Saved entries
.....
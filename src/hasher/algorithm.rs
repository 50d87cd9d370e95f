//! Built-in leaf hash algorithms

use super::{HasherFactory, LeafHasher};
use crate::model::Digest;
use crate::Result;
use serde::{Deserialize, Serialize};
use sha2::digest::core_api::BlockSizeUser;
use sha2::Digest as _;
use std::fmt;
use std::str::FromStr;

/// BLAKE3 leaf hash
#[derive(Default)]
pub struct Blake3Hasher {
    inner: blake3::Hasher,
}

impl Blake3Hasher {
    pub fn new() -> Self {
        Blake3Hasher {
            inner: blake3::Hasher::new(),
        }
    }
}

impl LeafHasher for Blake3Hasher {
    fn update(&mut self, data: &[u8]) -> Result<()> {
        self.inner.update(data);
        Ok(())
    }

    fn finalize(self: Box<Self>) -> Result<Digest> {
        let this = *self;
        Ok(Digest::from_bytes(this.inner.finalize().as_bytes().to_vec()))
    }

    fn block_size(&self) -> usize {
        blake3::BLOCK_LEN
    }

    fn digest_size(&self) -> usize {
        blake3::OUT_LEN
    }
}

/// SHA-256 leaf hash
#[derive(Default)]
pub struct Sha256Hasher {
    inner: sha2::Sha256,
}

impl Sha256Hasher {
    pub fn new() -> Self {
        Sha256Hasher {
            inner: sha2::Sha256::new(),
        }
    }
}

impl LeafHasher for Sha256Hasher {
    fn update(&mut self, data: &[u8]) -> Result<()> {
        self.inner.update(data);
        Ok(())
    }

    fn finalize(self: Box<Self>) -> Result<Digest> {
        let this = *self;
        Ok(Digest::from_bytes(this.inner.finalize().to_vec()))
    }

    fn block_size(&self) -> usize {
        <sha2::Sha256 as BlockSizeUser>::block_size()
    }

    fn digest_size(&self) -> usize {
        <sha2::Sha256 as sha2::Digest>::output_size()
    }
}

/// Selectable leaf hash algorithm
#[derive(Clone, Copy, Debug, Default, PartialEq, Eq, Serialize, Deserialize, clap::ValueEnum)]
#[serde(rename_all = "lowercase")]
pub enum HashAlgorithm {
    #[default]
    Blake3,
    Sha256,
}

impl HashAlgorithm {
    pub fn name(&self) -> &'static str {
        match self {
            HashAlgorithm::Blake3 => "blake3",
            HashAlgorithm::Sha256 => "sha256",
        }
    }
}

impl HasherFactory for HashAlgorithm {
    fn new_hasher(&self) -> Box<dyn LeafHasher> {
        match self {
            HashAlgorithm::Blake3 => Box::new(Blake3Hasher::new()),
            HashAlgorithm::Sha256 => Box::new(Sha256Hasher::new()),
        }
    }
}

impl fmt::Display for HashAlgorithm {
    fn fmt(&self, f: &mut fmt::Formatter<'_>) -> fmt::Result {
        f.write_str(self.name())
    }
}

impl FromStr for HashAlgorithm {
    type Err = crate::Error;

    fn from_str(s: &str) -> Result<Self> {
        match s.to_ascii_lowercase().as_str() {
            "blake3" => Ok(HashAlgorithm::Blake3),
            "sha256" | "sha-256" => Ok(HashAlgorithm::Sha256),
            other => Err(crate::Error::Config(format!(
                "Unknown hash algorithm: {}",
                other
            ))),
        }
    }
}
//! Pluggable leaf hash algorithms

mod algorithm;
mod mock;
mod traits;

pub use algorithm::{Blake3Hasher, HashAlgorithm, Sha256Hasher};
pub use mock::{FailingHasherFactory, MockHasherFactory};
pub use traits::{HasherFactory, LeafHasher};
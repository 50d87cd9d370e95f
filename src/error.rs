//! Error types for merkle_stream

use thiserror::Error;

/// Result type alias for merkle_stream operations
pub type Result<T> = std::result::Result<T, Error>;

/// Errors that can occur while building or querying a Merkle stream
#[derive(Error, Debug)]
pub enum Error {
    /// The leaf hash rejected or failed on a block's bytes
    #[error("Leaf construction failed for block {index}: {reason}")]
    LeafConstruction { index: usize, reason: String },

    /// A hash instance rejected its input
    #[error("Hash error: {0}")]
    Hash(String),

    /// The tree has no leaves, so there is no root
    #[error("Cannot compute a root over an empty tree")]
    EmptyTree,

    #[error("Root computation failed: {0}")]
    RootComputation(String),

    #[error("Invalid block length: {0} (must be positive)")]
    InvalidBlockLength(usize),

    #[error("Invalid digest: {0}")]
    InvalidDigest(String),

    #[error("Block index {index} out of range (tree has {leaves} leaves)")]
    BlockOutOfRange { index: usize, leaves: usize },

    #[error("IO error: {0}")]
    Io(#[from] std::io::Error),

    #[error("JSON error: {0}")]
    Json(#[from] serde_json::Error),

    #[error("Config error: {0}")]
    Config(String),
}

impl Error {
    /// Whether this error came from building a leaf
    pub fn is_leaf_construction(&self) -> bool {
        matches!(self, Error::LeafConstruction { .. })
    }

    /// Whether this error came from aggregating leaves into a root
    pub fn is_root_computation(&self) -> bool {
        matches!(self, Error::EmptyTree | Error::RootComputation(_))
    }
}
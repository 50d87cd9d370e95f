//! Merkle tree over fixed-length blocks
//!
//! Leaves carry the checksum of exactly one block, computed with a fresh
//! hasher so identical bytes always give identical leaves. The root is
//! derived on demand by pairing nodes level by level:
//! - parent = H(left.checksum || right.checksum), fresh hasher per parent
//! - an odd node at the end of a level is promoted unchanged
//! - a single leaf is its own root, an empty tree has no root

mod node;
mod tree;

pub use node::{Node, NodeKind};
pub use tree::{aggregate, MerkleTree};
.....
Exercise brief
Which lines above contain the word "BlockSizeUser"? Copy each one.

Answer for this exercise
use sha2::digest::core_api::BlockSizeUser;
        <sha2::Sha256 as BlockSizeUser>::block_size()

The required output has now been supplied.